I fell in love at the Dulwich golf club.

The Treasurer’s Report was a haiku of such beautiful simplicity it melted my heart.

‘Capital account

Seven thousand pounds, current

Account thirteen pounds.’

I was astonished, delighted, and, although I didn’t know it then, I was transformed. This was the AGM of the South London Faculty of the RCGP. I had attended to receive my MRCGP. After dinner and wine I was ready to gaze smugly at my new certificate, while the tedium of the Board’s affairs droned on above my head. With a jolt I realised nothing of the sort would happen. These were GPs. They could take your tonsils out in 10 minutes. The Officers’ Reports were delivered, accepted, and seconded in an instant, and then we were all chatting merrily about cases of dropsy and the pox in the bar. I had found my spiritual home, and I dwell there still.

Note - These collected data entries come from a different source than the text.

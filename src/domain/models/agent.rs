//! Agent domain model.
//!
//! An agent is a persona-driven chat participant with a stated objective.
//! Records are created and edited by the control plane; the fleet only starts
//! and stops runtime handles for them.

use chrono::{DateTime, Utc};
use serde::{Deserialize, Serialize};
use std::fmt;

/// Opaque agent identity (the storage row id).
#[derive(Debug, Clone, Copy, PartialEq, Eq, PartialOrd, Ord, Hash, Serialize, Deserialize)]
#[serde(transparent)]
pub struct AgentId(pub i64);

impl fmt::Display for AgentId {
    fn fmt(&self, f: &mut fmt::Formatter<'_>) -> fmt::Result {
        write!(f, "{}", self.0)
    }
}

impl From<i64> for AgentId {
    fn from(id: i64) -> Self {
        Self(id)
    }
}

/// A registered agent.
#[derive(Debug, Clone, PartialEq, Eq, Serialize, Deserialize)]
pub struct Agent {
    pub id: AgentId,
    /// The person who built and owns this agent.
    pub owner_name: String,
    /// Display name used in the shared channel.
    pub name: String,
    /// Credential used by the agent's transport connection. Never serialized.
    #[serde(skip_serializing, default)]
    pub credential: String,
    pub personality: String,
    pub objective: String,
    pub behavior_rules: String,
    pub is_active: bool,
    pub created_at: DateTime<Utc>,
}

/// Fields required to register a new agent.
#[derive(Debug, Clone, Default)]
pub struct NewAgent {
    pub owner_name: String,
    pub name: String,
    pub credential: String,
    pub personality: String,
    pub objective: String,
    pub behavior_rules: String,
}

impl NewAgent {
    pub fn new(owner_name: impl Into<String>, name: impl Into<String>, credential: impl Into<String>) -> Self {
        Self {
            owner_name: owner_name.into(),
            name: name.into(),
            credential: credential.into(),
            ..Default::default()
        }
    }

    pub fn with_personality(mut self, personality: impl Into<String>) -> Self {
        self.personality = personality.into();
        self
    }

    pub fn with_objective(mut self, objective: impl Into<String>) -> Self {
        self.objective = objective.into();
        self
    }

    pub fn with_behavior_rules(mut self, rules: impl Into<String>) -> Self {
        self.behavior_rules = rules.into();
        self
    }

    /// Reject records the channel could not display.
    pub fn validate(&self) -> Result<(), String> {
        if self.name.trim().is_empty() {
            return Err("agent name cannot be empty".to_string());
        }
        if self.owner_name.trim().is_empty() {
            return Err("owner name cannot be empty".to_string());
        }
        Ok(())
    }
}

/// Partial update applied by the control plane. `None` leaves a field as is.
#[derive(Debug, Clone, Default)]
pub struct AgentUpdate {
    pub owner_name: Option<String>,
    pub name: Option<String>,
    pub credential: Option<String>,
    pub personality: Option<String>,
    pub objective: Option<String>,
    pub behavior_rules: Option<String>,
    pub is_active: Option<bool>,
}

impl AgentUpdate {
    pub fn is_empty(&self) -> bool {
        self.owner_name.is_none()
            && self.name.is_none()
            && self.credential.is_none()
            && self.personality.is_none()
            && self.objective.is_none()
            && self.behavior_rules.is_none()
            && self.is_active.is_none()
    }

    pub fn apply_to(&self, agent: &mut Agent) {
        if let Some(v) = &self.owner_name {
            agent.owner_name.clone_from(v);
        }
        if let Some(v) = &self.name {
            agent.name.clone_from(v);
        }
        if let Some(v) = &self.credential {
            agent.credential.clone_from(v);
        }
        if let Some(v) = &self.personality {
            agent.personality.clone_from(v);
        }
        if let Some(v) = &self.objective {
            agent.objective.clone_from(v);
        }
        if let Some(v) = &self.behavior_rules {
            agent.behavior_rules.clone_from(v);
        }
        if let Some(v) = self.is_active {
            agent.is_active = v;
        }
    }
}

/// Activity counters used by grading and the `agent show` view.
#[derive(Debug, Clone, Copy, Default, PartialEq, Eq, Serialize, Deserialize)]
pub struct AgentStats {
    pub messages: i64,
    pub conversations: i64,
    pub human_interactions: i64,
}

#[cfg(test)]
mod tests {
    use super::*;

    fn sample() -> Agent {
        Agent {
            id: AgentId(1),
            owner_name: "Dana".to_string(),
            name: "LatteBot".to_string(),
            credential: "secret".to_string(),
            personality: String::new(),
            objective: String::new(),
            behavior_rules: String::new(),
            is_active: true,
            created_at: Utc::now(),
        }
    }

    #[test]
    fn test_update_applies_only_set_fields() {
        let mut agent = sample();
        let update = AgentUpdate {
            objective: Some("Sell oat milk".to_string()),
            is_active: Some(false),
            ..Default::default()
        };
        update.apply_to(&mut agent);
        assert_eq!(agent.objective, "Sell oat milk");
        assert!(!agent.is_active);
        assert_eq!(agent.name, "LatteBot");
    }

    #[test]
    fn test_empty_update() {
        assert!(AgentUpdate::default().is_empty());
        assert!(!AgentUpdate { name: Some("x".into()), ..Default::default() }.is_empty());
    }

    #[test]
    fn test_credential_not_serialized() {
        let json = serde_json::to_string(&sample()).unwrap();
        assert!(!json.contains("secret"));
    }

    #[test]
    fn test_new_agent_validation() {
        assert!(NewAgent::new("Dana", "LatteBot", "t").validate().is_ok());
        assert!(NewAgent::new("Dana", "  ", "t").validate().is_err());
        assert!(NewAgent::new("", "LatteBot", "t").validate().is_err());
    }
}
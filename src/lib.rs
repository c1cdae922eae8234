//! Agora - a marketplace of persona-driven chat agents
//!
//! Agora keeps a fleet of agents connected to one shared chat channel. A
//! scheduler repeatedly pairs two running agents, favouring pairs that have
//! talked the least, and drives a fixed-length conversation between them.
//! Humans posting in the channel get a reply from every agent. Every message
//! is recorded, and an LLM-backed grader scores agents against a rubric.
//!
//! # Architecture
//!
//! This crate follows Clean Architecture / Hexagonal Architecture principles:
//!
//! - **Domain Layer** (`domain`): Models, errors and port traits
//! - **Adapters** (`adapters`): SQLite storage and text-generation backends
//! - **Infrastructure Layer** (`infrastructure`): Config, logging, the shared channel
//! - **Service Layer** (`services`): Fleet, pairing, conversations, scheduling, grading
//! - **CLI Layer** (`cli`): Command-line control plane
//!
//! # Example
//!
//! ```ignore
//! use std::sync::Arc;
//! use agora::services::{ConversationScheduler, FleetRegistry};
//!
//! let fleet = Arc::new(FleetRegistry::new(agents, factory, grace));
//! fleet.start_all().await?;
//! let scheduler = ConversationScheduler::new(fleet, conversations, driver, settings);
//! scheduler.run().await;
//! ```

pub mod adapters;
pub mod cli;
pub mod domain;
pub mod infrastructure;
pub mod services;

// Re-export commonly used types for convenience
pub use domain::errors::{DomainError, DomainResult};
pub use domain::models::{
    Agent, AgentId, Config, Conversation, ConversationId, ConversationKind, Grade, LiveEvent, Message,
};
pub use domain::ports::{
    AgentRepository, AgentRuntime, ConversationRepository, GradeRepository, HandleFactory, LiveUpdateSink,
    TextGenerator,
};
pub use infrastructure::config::{ConfigError, ConfigLoader};
pub use services::{ConversationDriver, ConversationScheduler, FleetRegistry, PairSelector};
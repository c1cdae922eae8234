//! Conversation and message models.

use chrono::{DateTime, Utc};
use serde::{Deserialize, Serialize};
use std::fmt;

use super::agent::AgentId;

#[derive(Debug, Clone, Copy, PartialEq, Eq, PartialOrd, Ord, Hash, Serialize, Deserialize)]
#[serde(transparent)]
pub struct ConversationId(pub i64);

impl fmt::Display for ConversationId {
    fn fmt(&self, f: &mut fmt::Formatter<'_>) -> fmt::Result {
        write!(f, "{}", self.0)
    }
}

#[derive(Debug, Clone, Copy, PartialEq, Eq, PartialOrd, Ord, Hash, Serialize, Deserialize)]
#[serde(transparent)]
pub struct MessageId(pub i64);

impl fmt::Display for MessageId {
    fn fmt(&self, f: &mut fmt::Formatter<'_>) -> fmt::Result {
        write!(f, "{}", self.0)
    }
}

/// Who took part in a conversation.
#[derive(Debug, Clone, Copy, PartialEq, Eq, Hash, Serialize, Deserialize)]
pub enum ConversationKind {
    /// Scheduled exchange between two agents.
    #[serde(rename = "agent-agent")]
    AgentAgent,
    /// A human posted and one agent replied.
    #[serde(rename = "agent-human")]
    AgentHuman,
}

impl ConversationKind {
    pub fn as_str(&self) -> &'static str {
        match self {
            Self::AgentAgent => "agent-agent",
            Self::AgentHuman => "agent-human",
        }
    }

    pub fn parse_str(s: &str) -> Option<Self> {
        match s {
            "agent-agent" => Some(Self::AgentAgent),
            "agent-human" => Some(Self::AgentHuman),
            _ => None,
        }
    }
}

impl fmt::Display for ConversationKind {
    fn fmt(&self, f: &mut fmt::Formatter<'_>) -> fmt::Result {
        f.write_str(self.as_str())
    }
}

/// A recorded conversation.
///
/// `turn_count` stays 0 and `ended_at` stays `None` until the conversation is
/// finalized; after that the record is never touched again.
#[derive(Debug, Clone, PartialEq, Eq, Serialize, Deserialize)]
pub struct Conversation {
    pub id: ConversationId,
    pub channel_id: Option<String>,
    pub kind: ConversationKind,
    pub initiator_id: Option<AgentId>,
    pub responder_id: Option<AgentId>,
    pub turn_count: u32,
    pub started_at: DateTime<Utc>,
    pub ended_at: Option<DateTime<Utc>>,
}

impl Conversation {
    pub fn is_finished(&self) -> bool {
        self.ended_at.is_some()
    }
}

/// Parameters for opening a conversation record.
#[derive(Debug, Clone, PartialEq, Eq)]
pub struct NewConversation {
    pub channel_id: Option<String>,
    pub kind: ConversationKind,
    pub initiator_id: Option<AgentId>,
    pub responder_id: Option<AgentId>,
}

impl NewConversation {
    pub fn between_agents(channel_id: Option<String>, initiator: AgentId, responder: AgentId) -> Self {
        Self {
            channel_id,
            kind: ConversationKind::AgentAgent,
            initiator_id: Some(initiator),
            responder_id: Some(responder),
        }
    }

    pub fn with_human(channel_id: Option<String>, responder: AgentId) -> Self {
        Self {
            channel_id,
            kind: ConversationKind::AgentHuman,
            initiator_id: None,
            responder_id: Some(responder),
        }
    }
}

#[derive(Debug, Clone, Copy, PartialEq, Eq, Hash, Serialize, Deserialize)]
#[serde(rename_all = "lowercase")]
pub enum AuthorKind {
    Human,
    Bot,
}

impl AuthorKind {
    pub fn as_str(&self) -> &'static str {
        match self {
            Self::Human => "human",
            Self::Bot => "bot",
        }
    }

    pub fn parse_str(s: &str) -> Option<Self> {
        match s {
            "human" => Some(Self::Human),
            "bot" => Some(Self::Bot),
            _ => None,
        }
    }
}

impl fmt::Display for AuthorKind {
    fn fmt(&self, f: &mut fmt::Formatter<'_>) -> fmt::Result {
        f.write_str(self.as_str())
    }
}

/// A persisted chat message. Append-only.
#[derive(Debug, Clone, PartialEq, Eq, Serialize, Deserialize)]
pub struct Message {
    pub id: MessageId,
    pub conversation_id: Option<ConversationId>,
    /// Producing agent; `None` for human-authored messages.
    pub agent_id: Option<AgentId>,
    pub author_kind: AuthorKind,
    pub author_name: String,
    pub content: String,
    /// Id assigned by the delivery transport, if delivery succeeded.
    pub external_id: Option<String>,
    pub created_at: DateTime<Utc>,
}

#[derive(Debug, Clone, PartialEq, Eq)]
pub struct NewMessage {
    pub conversation_id: Option<ConversationId>,
    pub agent_id: Option<AgentId>,
    pub author_kind: AuthorKind,
    pub author_name: String,
    pub content: String,
    pub external_id: Option<String>,
}

impl NewMessage {
    pub fn from_bot(
        conversation_id: ConversationId,
        agent_id: AgentId,
        author_name: impl Into<String>,
        content: impl Into<String>,
        external_id: Option<String>,
    ) -> Self {
        Self {
            conversation_id: Some(conversation_id),
            agent_id: Some(agent_id),
            author_kind: AuthorKind::Bot,
            author_name: author_name.into(),
            content: content.into(),
            external_id,
        }
    }

    pub fn from_human(
        conversation_id: ConversationId,
        author_name: impl Into<String>,
        content: impl Into<String>,
        external_id: Option<String>,
    ) -> Self {
        Self {
            conversation_id: Some(conversation_id),
            agent_id: None,
            author_kind: AuthorKind::Human,
            author_name: author_name.into(),
            content: content.into(),
            external_id,
        }
    }
}

#[cfg(test)]
mod tests {
    use super::*;

    #[test]
    fn test_kind_round_trip_strings() {
        for kind in [ConversationKind::AgentAgent, ConversationKind::AgentHuman] {
            assert_eq!(ConversationKind::parse_str(kind.as_str()), Some(kind));
        }
        assert_eq!(ConversationKind::parse_str("bot-bot"), None);
    }

    #[test]
    fn test_kind_serializes_with_dash() {
        let json = serde_json::to_string(&ConversationKind::AgentHuman).unwrap();
        assert_eq!(json, "\"agent-human\"");
    }

    #[test]
    fn test_human_conversation_has_no_initiator() {
        let conv = NewConversation::with_human(Some("c1".into()), AgentId(4));
        assert_eq!(conv.kind, ConversationKind::AgentHuman);
        assert!(conv.initiator_id.is_none());
        assert_eq!(conv.responder_id, Some(AgentId(4)));
    }
}
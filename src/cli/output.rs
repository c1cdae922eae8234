//! Output formatting utilities for the CLI.

use serde::Serialize;

pub trait CommandOutput: Serialize {
    fn to_human(&self) -> String;

    fn to_json(&self) -> serde_json::Value {
        serde_json::to_value(self).unwrap_or_default()
    }
}

pub fn output<T: CommandOutput>(result: &T, json_mode: bool) {
    if json_mode {
        println!("{}", serde_json::to_string_pretty(&result.to_json()).unwrap_or_default());
    } else {
        println!("{}", result.to_human());
    }
}

/// Truncate a string to at most `max_len` characters, appending "..." if truncated.
pub fn truncate(s: &str, max_len: usize) -> String {
    if s.chars().count() <= max_len {
        s.to_string()
    } else {
        let kept: String = s.chars().take(max_len.saturating_sub(3)).collect();
        format!("{kept}...")
    }
}

/// Simple acknowledgement for mutating commands.
#[derive(Debug, Serialize)]
pub struct ActionOutput {
    pub success: bool,
    pub message: String,
}

impl ActionOutput {
    pub fn ok(message: impl Into<String>) -> Self {
        Self { success: true, message: message.into() }
    }
}

impl CommandOutput for ActionOutput {
    fn to_human(&self) -> String {
        self.message.clone()
    }
}

#[cfg(test)]
mod tests {
    use super::*;

    #[test]
    fn test_truncate() {
        assert_eq!(truncate("short", 10), "short");
        assert_eq!(truncate("a long sentence here", 10), "a long ...");
        assert_eq!(truncate("caféééééééé", 6), "caf...");
    }
}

The years passed, I moved to Nottingham, my vigour waned. We moaned about our lot, a lot. I needed refuelling and challenging. Casting a sideways glance at the question on the bottom of the AGM minutes, ‘Are you interested in joining the Faculty Board?’, I flung off my mediocrity and resoundingly declared my new-found commitment to the cause! Proudly, I scrawled my name next to my answer, ‘Maybe?’. Little did I know, this stood out from a field of spoilt papers and ‘No’s’ as a beacon of hope, and I was immediately co-opted.

Over the last decade, amid all the number crunching and payment for enhanced services, I have found it a liberating joy to freely give my time to build something good. At the time it seemed like I was doing small favours for the College and my colleagues. But now I see I was serving my real apprenticeship. I was being gently nurtured and encouraged to spread my wings and try the boots of leadership on for size. Being part of the Faculty Board has given me the courage to be courageous. I have gone on to do other things, appraising and the like. The privilege of seeing the energy and passion GPs put into improving patient care constantly refreshes and inspires me. Surely it is impossible to teach about medicine without learning about humanity, and being human is what it’s all about.

Change isn’t what it used to be, and now we bob about on ever-stormier seas. Our steadfast commitment to the best interests of the patient in front of us is tempered with concerns for all the others in someone else’s waiting room. Priceless things are lost as we dance to the tunes of our paymasters, and pointless box ticking makes liars or fools of us all. Can the College save us from our dystopian doom?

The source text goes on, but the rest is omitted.